Dopo la prima notte trascorsa nel nostro Paese il piccolo Taman si è detto “finalmente felice”. E mentre gioca con i fratelli, o viene coccolato dai volontari della Croce Rossa, il cui aiuto e intervento è stato fondamentale per portarlo qui in Italia, non si potrebbe dire altrimenti. Finalmente per Taman è iniziato un capitolo nuovo, un capitolo chiamato speranza.

La fuga dall’Iraq

Un viaggio, quello di Taman e della sua famiglia, iniziato mesi fa. Il papà Sangar, 32 anni e la mamma Kanar di 30, sono partiti dalla provincia di Sulaymaniyah, nel Kurdistan iracheno, con i loro tre figli, con un solo obiettivo in testa: arrivare in Europa per permettere loro di essere curati e di avere un futuro. “Mio figlio necessita di cure mediche e anche la più piccola è affetta da una malattia congenita – spiega il papà ai media italiani –. Per questo abbiamo deciso di lasciare tutto e tentare disperatamente di arrivare in un Paese con strutture ospedaliere adeguate”. Dopo aver venduto tutti i loro beni la famiglia ha intrapreso il cammino verso il nostro continente, verso un posto più sicuro di quello che stavano lasciando, in un disperato viaggio che li ha portati fino in Bielorussia.

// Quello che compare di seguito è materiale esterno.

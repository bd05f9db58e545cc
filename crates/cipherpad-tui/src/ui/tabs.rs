//! Algorithm tabs.

use cipherpad_app::{AlgorithmKind, Workflow};
use ratatui::{
    Frame,
    layout::Rect,
    style::{Color, Modifier, Style},
    widgets::{Block, Borders, Tabs},
};

/// Render the algorithm tab bar.
pub fn render(frame: &mut Frame, workflow: &Workflow, area: Rect) {
    let selected =
        AlgorithmKind::ALL.iter().position(|k| *k == workflow.kind()).unwrap_or_default();

    let tabs = Tabs::new(AlgorithmKind::ALL.iter().map(|kind| kind.label()))
        .select(selected)
        .highlight_style(Style::default().fg(Color::Cyan).add_modifier(Modifier::BOLD))
        .block(Block::default().borders(Borders::ALL).title("Cipherpad (Ctrl+A: algorithm)"));

    frame.render_widget(tabs, area);
}
//! Observable workflow state.
//!
//! [`WorkflowState`] is the "view model" for the active algorithm: every
//! field the UI renders plus the request status of the two action slots.
//! The encrypt and decrypt sections keep independent fields so a decrypt
//! never overwrites the text the user originally encrypted.

/// Request lifecycle of one action slot.
#[derive(Debug, Clone, PartialEq, Eq, Default)]
pub enum RequestStatus {
    /// No request issued since the last reset.
    #[default]
    Idle,
    /// A request is in flight.
    Pending,
    /// The most recent request completed successfully.
    Succeeded,
    /// The most recent request failed with this message.
    Failed(String),
}

impl RequestStatus {
    /// Whether a request is currently in flight.
    pub fn is_pending(&self) -> bool {
        matches!(self, RequestStatus::Pending)
    }
}

/// Addressable fields of the workflow state.
#[derive(Debug, Clone, Copy, PartialEq, Eq)]
pub enum Field {
    /// Plaintext to encrypt or hash.
    Input,
    /// AES shared key (encrypt side).
    SecretKey,
    /// Encrypt-slot output: ciphertext or digest.
    Output,
    /// IV populated by an AES encrypt response.
    Iv,
    /// Public key populated by an RSA encrypt response.
    PublicKey,
    /// Private key populated by an RSA encrypt response.
    PrivateKey,
    /// Ciphertext to decrypt (pasted by the user).
    CipherInput,
    /// AES shared key (decrypt side).
    DecryptSecretKey,
    /// IV from the original encryption round (decrypt side).
    DecryptIv,
    /// RSA private key (decrypt side).
    DecryptPrivateKey,
    /// Decrypt-slot output: recovered plaintext.
    DecryptOutput,
}

impl Field {
    /// Whether the user can type into this field.
    ///
    /// Encrypt-slot outputs (ciphertext, IV, key pair) are server-populated
    /// and read-only; the decrypt section re-accepts the same material as
    /// editable input so previously saved keys can be pasted back.
    pub fn is_editable(self) -> bool {
        match self {
            Field::Input
            | Field::SecretKey
            | Field::CipherInput
            | Field::DecryptSecretKey
            | Field::DecryptIv
            | Field::DecryptPrivateKey => true,
            Field::Output | Field::Iv | Field::PublicKey | Field::PrivateKey | Field::DecryptOutput => false,
        }
    }

    /// Label shown next to the field.
    pub fn label(self) -> &'static str {
        match self {
            Field::Input => "Input Text",
            Field::SecretKey | Field::DecryptSecretKey => "Secret Key",
            Field::Output => "Output",
            Field::Iv | Field::DecryptIv => "Initialization Vector (IV)",
            Field::PublicKey => "Public Key",
            Field::PrivateKey | Field::DecryptPrivateKey => "Private Key",
            Field::CipherInput => "Encrypted Text",
            Field::DecryptOutput => "Decrypted Output",
        }
    }
}

/// Field values and slot statuses for the active algorithm.
///
/// Created empty on algorithm selection, mutated by field edits and request
/// completions, replaced wholesale on algorithm switch or clear.
#[derive(Debug, Clone, PartialEq, Eq, Default)]
pub struct WorkflowState {
    /// Plaintext to encrypt or hash.
    pub input_text: String,
    /// AES shared key, user-supplied. Unused for RSA/SHA-256.
    pub secret_key: String,
    /// IV from the last AES encrypt response.
    pub iv: String,
    /// Public key from the last RSA encrypt response.
    pub public_key: String,
    /// Private key from the last RSA encrypt response.
    pub private_key: String,
    /// Ciphertext or digest of the last successful encrypt/hash.
    pub output_text: String,
    /// Encrypt-slot request lifecycle.
    pub encrypt_status: RequestStatus,

    /// Ciphertext to decrypt, user-supplied.
    pub cipher_text: String,
    /// AES key for decryption, user-supplied.
    pub decrypt_secret_key: String,
    /// IV for decryption, user-supplied.
    pub decrypt_iv: String,
    /// RSA private key for decryption, user-supplied.
    pub decrypt_private_key: String,
    /// Plaintext of the last successful decrypt.
    pub decrypt_output: String,
    /// Decrypt-slot request lifecycle.
    pub decrypt_status: RequestStatus,
}

impl WorkflowState {
    /// Current value of `field`.
    pub fn field(&self, field: Field) -> &str {
        match field {
            Field::Input => &self.input_text,
            Field::SecretKey => &self.secret_key,
            Field::Output => &self.output_text,
            Field::Iv => &self.iv,
            Field::PublicKey => &self.public_key,
            Field::PrivateKey => &self.private_key,
            Field::CipherInput => &self.cipher_text,
            Field::DecryptSecretKey => &self.decrypt_secret_key,
            Field::DecryptIv => &self.decrypt_iv,
            Field::DecryptPrivateKey => &self.decrypt_private_key,
            Field::DecryptOutput => &self.decrypt_output,
        }
    }

    /// Overwrite the value of `field`.
    pub fn set_field(&mut self, field: Field, value: String) {
        match field {
            Field::Input => self.input_text = value,
            Field::SecretKey => self.secret_key = value,
            Field::Output => self.output_text = value,
            Field::Iv => self.iv = value,
            Field::PublicKey => self.public_key = value,
            Field::PrivateKey => self.private_key = value,
            Field::CipherInput => self.cipher_text = value,
            Field::DecryptSecretKey => self.decrypt_secret_key = value,
            Field::DecryptIv => self.decrypt_iv = value,
            Field::DecryptPrivateKey => self.decrypt_private_key = value,
            Field::DecryptOutput => self.decrypt_output = value,
        }
    }
}
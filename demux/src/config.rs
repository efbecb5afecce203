//! Configuration structs for the reader, handler, and watcher.
//!
//! These are plain data: the core does not load them from a file or the
//! environment (logging and configuration loading are the host process's
//! concern). A host typically builds one of these however it likes — from
//! TOML, from env vars, from a database row — and passes the result in.

use std::time::Duration;

use serde::{Deserialize, Serialize};

use crate::types::BlockNumber;

/// Whether the Watcher blocks on effect completion before advancing.
#[derive(Clone, Copy, Debug, Default, PartialEq, Eq, Serialize, Deserialize)]
pub enum EffectRunMode {
    /// Enqueue effects and return immediately; a separate lane drains them.
    #[default]
    FireAndForget,
    /// Await the effect queue's acknowledgement before `handle_block` returns.
    Await,
}

/// Configuration for [`crate::reader::ActionReader`].
#[derive(Clone, Debug, Serialize, Deserialize)]
#[serde(default)]
pub struct ReaderConfig {
    /// First block to ingest.
    pub start_at_block: BlockNumber,
    /// Gate on the chain's last-irreversible-block number, eliminating forks
    /// by construction at the cost of lag.
    pub only_irreversible: bool,
    /// Reader fork-detection depth: the maximum number of blocks the fork
    /// walk will search backwards through before surfacing `ReorgTooDeep`.
    pub history_window: u32,
}

impl Default for ReaderConfig {
    fn default() -> Self {
        Self {
            start_at_block: BlockNumber(1),
            only_irreversible: false,
            history_window: 180,
        }
    }
}

/// Configuration for [`crate::handler::ActionHandler`].
#[derive(Clone, Copy, Debug, Serialize, Deserialize)]
#[serde(default)]
pub struct HandlerConfig {
    /// First block to ingest, mirrored from `ReaderConfig` so the Handler
    /// can validate the genesis case (`IndexState` absent) without coupling
    /// to the Reader instance.
    pub start_at_block: BlockNumber,
    /// Whether the Watcher blocks on effect completion.
    pub effect_run_mode: EffectRunMode,
    /// Per-call deadline for datastore transaction open/commit.
    #[serde(with = "duration_millis")]
    pub call_timeout: Duration,
}

impl Default for HandlerConfig {
    fn default() -> Self {
        Self {
            start_at_block: BlockNumber(1),
            effect_run_mode: EffectRunMode::default(),
            call_timeout: Duration::from_secs(30),
        }
    }
}

/// Configuration for [`crate::watcher::ActionWatcher`].
#[derive(Clone, Copy, Debug, Serialize, Deserialize)]
#[serde(default)]
pub struct WatcherConfig {
    /// Sleep between polls when the Reader reports `NoNewBlock` (typical:
    /// half the source chain's block time).
    #[serde(with = "duration_millis")]
    pub poll_interval: Duration,
    /// Retry budget per block before escalating to `FatalHandlerError`.
    pub max_retries: u32,
    /// Per-call deadline for chain RPC.
    #[serde(with = "duration_millis")]
    pub call_timeout: Duration,
}

impl Default for WatcherConfig {
    fn default() -> Self {
        Self {
            poll_interval: Duration::from_millis(250),
            max_retries: 10,
            call_timeout: Duration::from_secs(30),
        }
    }
}

/// Aggregate configuration for the whole ingestion/dispatch engine.
#[derive(Clone, Debug, Default, Serialize, Deserialize)]
#[serde(default)]
pub struct CoreConfig {
    pub reader: ReaderConfig,
    pub handler: HandlerConfig,
    pub watcher: WatcherConfig,
}

mod duration_millis {
    use std::time::Duration;

    use serde::{Deserialize, Deserializer, Serializer};

    pub fn serialize<S: Serializer>(d: &Duration, s: S) -> Result<S::Ok, S::Error> {
        s.serialize_u64(u64::try_from(d.as_millis()).unwrap_or(u64::MAX))
    }

    pub fn deserialize<'de, D: Deserializer<'de>>(d: D) -> Result<Duration, D::Error> {
        let millis = u64::deserialize(d)?;
        Ok(Duration::from_millis(millis))
    }
}

#[cfg(test)]
#[allow(clippy::unwrap_used, clippy::expect_used)]
mod tests {
    use super::*;

    #[test]
    fn defaults_match_spec_values() {
        let cfg = CoreConfig::default();
        assert_eq!(cfg.reader.start_at_block, BlockNumber(1));
        assert!(!cfg.reader.only_irreversible);
        assert_eq!(cfg.reader.history_window, 180);
        assert_eq!(cfg.handler.effect_run_mode, EffectRunMode::FireAndForget);
        assert_eq!(cfg.watcher.poll_interval, Duration::from_millis(250));
        assert_eq!(cfg.watcher.max_retries, 10);
    }

    #[test]
    fn serde_round_trip() {
        let cfg = CoreConfig::default();
        let json = serde_json::to_string(&cfg).expect("serialize");
        let back: CoreConfig = serde_json::from_str(&json).expect("deserialize");
        assert_eq!(back.watcher.poll_interval, cfg.watcher.poll_interval);
    }
}
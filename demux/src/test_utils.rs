//! In-memory [`ChainAdapter`]/[`DatastoreAdapter`] implementations.
//!
//! Gated behind the `test-utils` feature: useful for integration tests, the
//! bundled demo binary, and downstream crates exploring the API, but not
//! something a production deployment should reach for.

use std::collections::{HashMap, VecDeque};
use std::sync::{Arc, Mutex};

use async_trait::async_trait;
use serde_json::Value;

use crate::error::{HandlerError, ReaderError};
use crate::ports::{ChainAdapter, DatastoreAdapter};
use crate::types::{Block, BlockNumber, IndexState};

/// An in-memory chain. Blocks are pushed (or replaced, to simulate a reorg)
/// by the test or demo driving it; `get_head_block_number` reflects whatever
/// height was last pushed or replaced to.
#[derive(Debug, Default)]
pub struct MemoryChain {
    blocks: Mutex<HashMap<u64, Block>>,
    head: Mutex<u64>,
}

impl MemoryChain {
    #[must_use]
    pub fn new() -> Self {
        Self::default()
    }

    /// Append a block, advancing the head if it extends past the current tip.
    pub fn push(&self, block: Block) {
        let n = block.block_number.get();
        self.blocks.lock().unwrap_or_else(std::sync::PoisonError::into_inner).insert(n, block);
        let mut head = self.head.lock().unwrap_or_else(std::sync::PoisonError::into_inner);
        if n > *head {
            *head = n;
        }
    }

    /// Overwrite a block at an existing height and set the head explicitly,
    /// simulating a chain reorg.
    pub fn replace(&self, block: Block, new_head: u64) {
        let n = block.block_number.get();
        self.blocks.lock().unwrap_or_else(std::sync::PoisonError::into_inner).insert(n, block);
        *self.head.lock().unwrap_or_else(std::sync::PoisonError::into_inner) = new_head;
    }
}

#[async_trait]
impl ChainAdapter for MemoryChain {
    async fn get_head_block_number(&self) -> Result<BlockNumber, ReaderError> {
        Ok(BlockNumber(*self.head.lock().unwrap_or_else(std::sync::PoisonError::into_inner)))
    }

    async fn get_block(&self, n: BlockNumber) -> Result<Option<Block>, ReaderError> {
        Ok(self
            .blocks
            .lock()
            .unwrap_or_else(std::sync::PoisonError::into_inner)
            .get(&n.get())
            .cloned())
    }
}

struct Snapshot {
    block_number: BlockNumber,
    table: HashMap<String, Value>,
    index_state: Option<IndexState>,
}

struct MemoryInner {
    history: VecDeque<Snapshot>,
}

/// An in-memory key/value datastore with snapshot-based rollback.
///
/// Updaters get a `&mut HashMap<String, Value>` scoped to the open
/// transaction; effects get a handle to the live, committed table (so a long
/// running effect worker always reads current state, not a point-in-time
/// copy taken at handler construction).
pub struct MemoryDatastore {
    table: Arc<Mutex<HashMap<String, Value>>>,
    index_state: Mutex<Option<IndexState>>,
    inner: Mutex<MemoryInner>,
    history_window: usize,
}

impl Default for MemoryDatastore {
    fn default() -> Self {
        Self::new(256)
    }
}

impl MemoryDatastore {
    #[must_use]
    pub fn new(history_window: usize) -> Self {
        Self {
            table: Arc::new(Mutex::new(HashMap::new())),
            index_state: Mutex::new(None),
            inner: Mutex::new(MemoryInner {
                history: VecDeque::new(),
            }),
            history_window,
        }
    }
}

/// The working copy applied to the live table on commit, discarded on
/// rollback.
pub struct MemoryTx {
    table: HashMap<String, Value>,
    index_state: Option<IndexState>,
}

/// The read/write surface handed to updater functions.
pub struct MemoryContext<'a> {
    table: &'a mut HashMap<String, Value>,
}

impl<'a> MemoryContext<'a> {
    #[must_use]
    pub fn get(&self, key: &str) -> Option<&Value> {
        self.table.get(key)
    }

    pub fn set(&mut self, key: impl Into<String>, value: Value) {
        self.table.insert(key.into(), value);
    }

    pub fn remove(&mut self, key: &str) -> Option<Value> {
        self.table.remove(key)
    }
}

#[async_trait]
impl DatastoreAdapter for MemoryDatastore {
    type Tx = MemoryTx;
    type Context<'a> = MemoryContext<'a>;
    type EffectContext = Arc<Mutex<HashMap<String, Value>>>;

    async fn begin_transaction(&self) -> Result<Self::Tx, HandlerError> {
        Ok(MemoryTx {
            table: self.table.lock().unwrap_or_else(std::sync::PoisonError::into_inner).clone(),
            index_state: *self.index_state.lock().unwrap_or_else(std::sync::PoisonError::into_inner),
        })
    }

    async fn commit(&self, tx: Self::Tx) -> Result<(), HandlerError> {
        let Some(state) = tx.index_state else {
            // Nothing to persist a cursor for; apply the table change anyway.
            *self.table.lock().unwrap_or_else(std::sync::PoisonError::into_inner) = tx.table;
            return Ok(());
        };
        *self.table.lock().unwrap_or_else(std::sync::PoisonError::into_inner) = tx.table.clone();
        *self.index_state.lock().unwrap_or_else(std::sync::PoisonError::into_inner) = Some(state);

        let mut inner = self.inner.lock().unwrap_or_else(std::sync::PoisonError::into_inner);
        inner.history.push_back(Snapshot {
            block_number: state.block_number,
            table: tx.table,
            index_state: Some(state),
        });
        while inner.history.len() > self.history_window {
            inner.history.pop_front();
        }
        Ok(())
    }

    async fn rollback(&self, _tx: Self::Tx) -> Result<(), HandlerError> {
        Ok(())
    }

    async fn read_index_state(&self, tx: &mut Self::Tx) -> Result<Option<IndexState>, HandlerError> {
        Ok(tx.index_state)
    }

    async fn write_index_state(
        &self,
        tx: &mut Self::Tx,
        state: IndexState,
    ) -> Result<(), HandlerError> {
        tx.index_state = Some(state);
        Ok(())
    }

    fn context<'a>(&'a self, tx: &'a mut Self::Tx) -> Self::Context<'a> {
        MemoryContext { table: &mut tx.table }
    }

    fn effect_context(&self) -> Self::EffectContext {
        Arc::clone(&self.table)
    }

    async fn rollback_to(&self, target: BlockNumber) -> Result<(), HandlerError> {
        let mut inner = self.inner.lock().unwrap_or_else(std::sync::PoisonError::into_inner);
        let Some(prev) = target.checked_prev() else {
            inner.history.clear();
            *self.table.lock().unwrap_or_else(std::sync::PoisonError::into_inner) = HashMap::new();
            *self.index_state.lock().unwrap_or_else(std::sync::PoisonError::into_inner) = None;
            return Ok(());
        };

        while let Some(snapshot) = inner.history.back() {
            if snapshot.block_number <= prev {
                break;
            }
            inner.history.pop_back();
        }

        match inner.history.back() {
            Some(snapshot) => {
                *self.table.lock().unwrap_or_else(std::sync::PoisonError::into_inner) = snapshot.table.clone();
                *self.index_state.lock().unwrap_or_else(std::sync::PoisonError::into_inner) = snapshot.index_state;
            }
            None => {
                *self.table.lock().unwrap_or_else(std::sync::PoisonError::into_inner) = HashMap::new();
                *self.index_state.lock().unwrap_or_else(std::sync::PoisonError::into_inner) = None;
            }
        }
        Ok(())
    }
}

La famiglia di Taman arrivata a Bologna (foto Croce Rossa Italiana)

Il limbo Bielorusso

Qui sono stati bloccati, come tanti, tantissimi profughi, al confine con la Polonia. Una pausa forzata e terribile, al freddo, patendo fame e mancanza di riparo. “Sono stati giorni terribili – prosegue nel racconto il 32enne – eravamo con altre migliaia di persone nella foresta al confine con la Polonia con temperature che arrivavano a – 18 gradi. L’Europa tanto sognata era lì a pochi metri ma il confine era presidiato ed era impossibile raggiungerla”. Sul cellulare conserva la prova di quel periodo così difficile, i video e le foto testimonianza di cosa vuol dire vivere sospesi in quel limbo gelato, senza acqua né cibo: “Questi sono i piedi di mio figlio – afferma mostrando le immagini delle protesi del bimbo di 8 anni – sono tutti spaccati dal freddo e cerca di riscaldarsi vicino al fuoco”.

L’arrivo in Italia

Taman, 8 anni, con la sorellina di 11 mesi Tanya e il fratello di 12 anni Haryad nella nuova casa di Bologna

Ma per la famiglia irachena, a differenza di altre migliaia di migranti bloccati al confine bielorusso sulla soglia europea, le porte del continente si sono aperte e per Taman e i suoi fratelli l’avventura ha avuto un lieto fine. Anzi, un lieto inizio di quella che potrebbe essere la loro favola di rinascita. Atterrati a Fiumicino pochi giorni fa, grazie alla collaborazione della Croce Rossa Italiana con il ministro Luigi Di Maio e tutto il personale del Ministero degli Affari Esteri, la Regione Emilia Romagna, il Comitato della Croce Rossa di Bologna e l’Istituto Ortopedico Rizzoli, ora papà Sangar, mamma Kanar, 30, Taman, Haryad e Tanya hanno trovato una nuova casa, calda e accogliente, a Bologna, dove poter ricostruire la loro esistenza. E proprio al Rizzoli i due bambini senza gli arti potranno finalmente ricevere le cure mediche urgenti di cui hanno bisogno.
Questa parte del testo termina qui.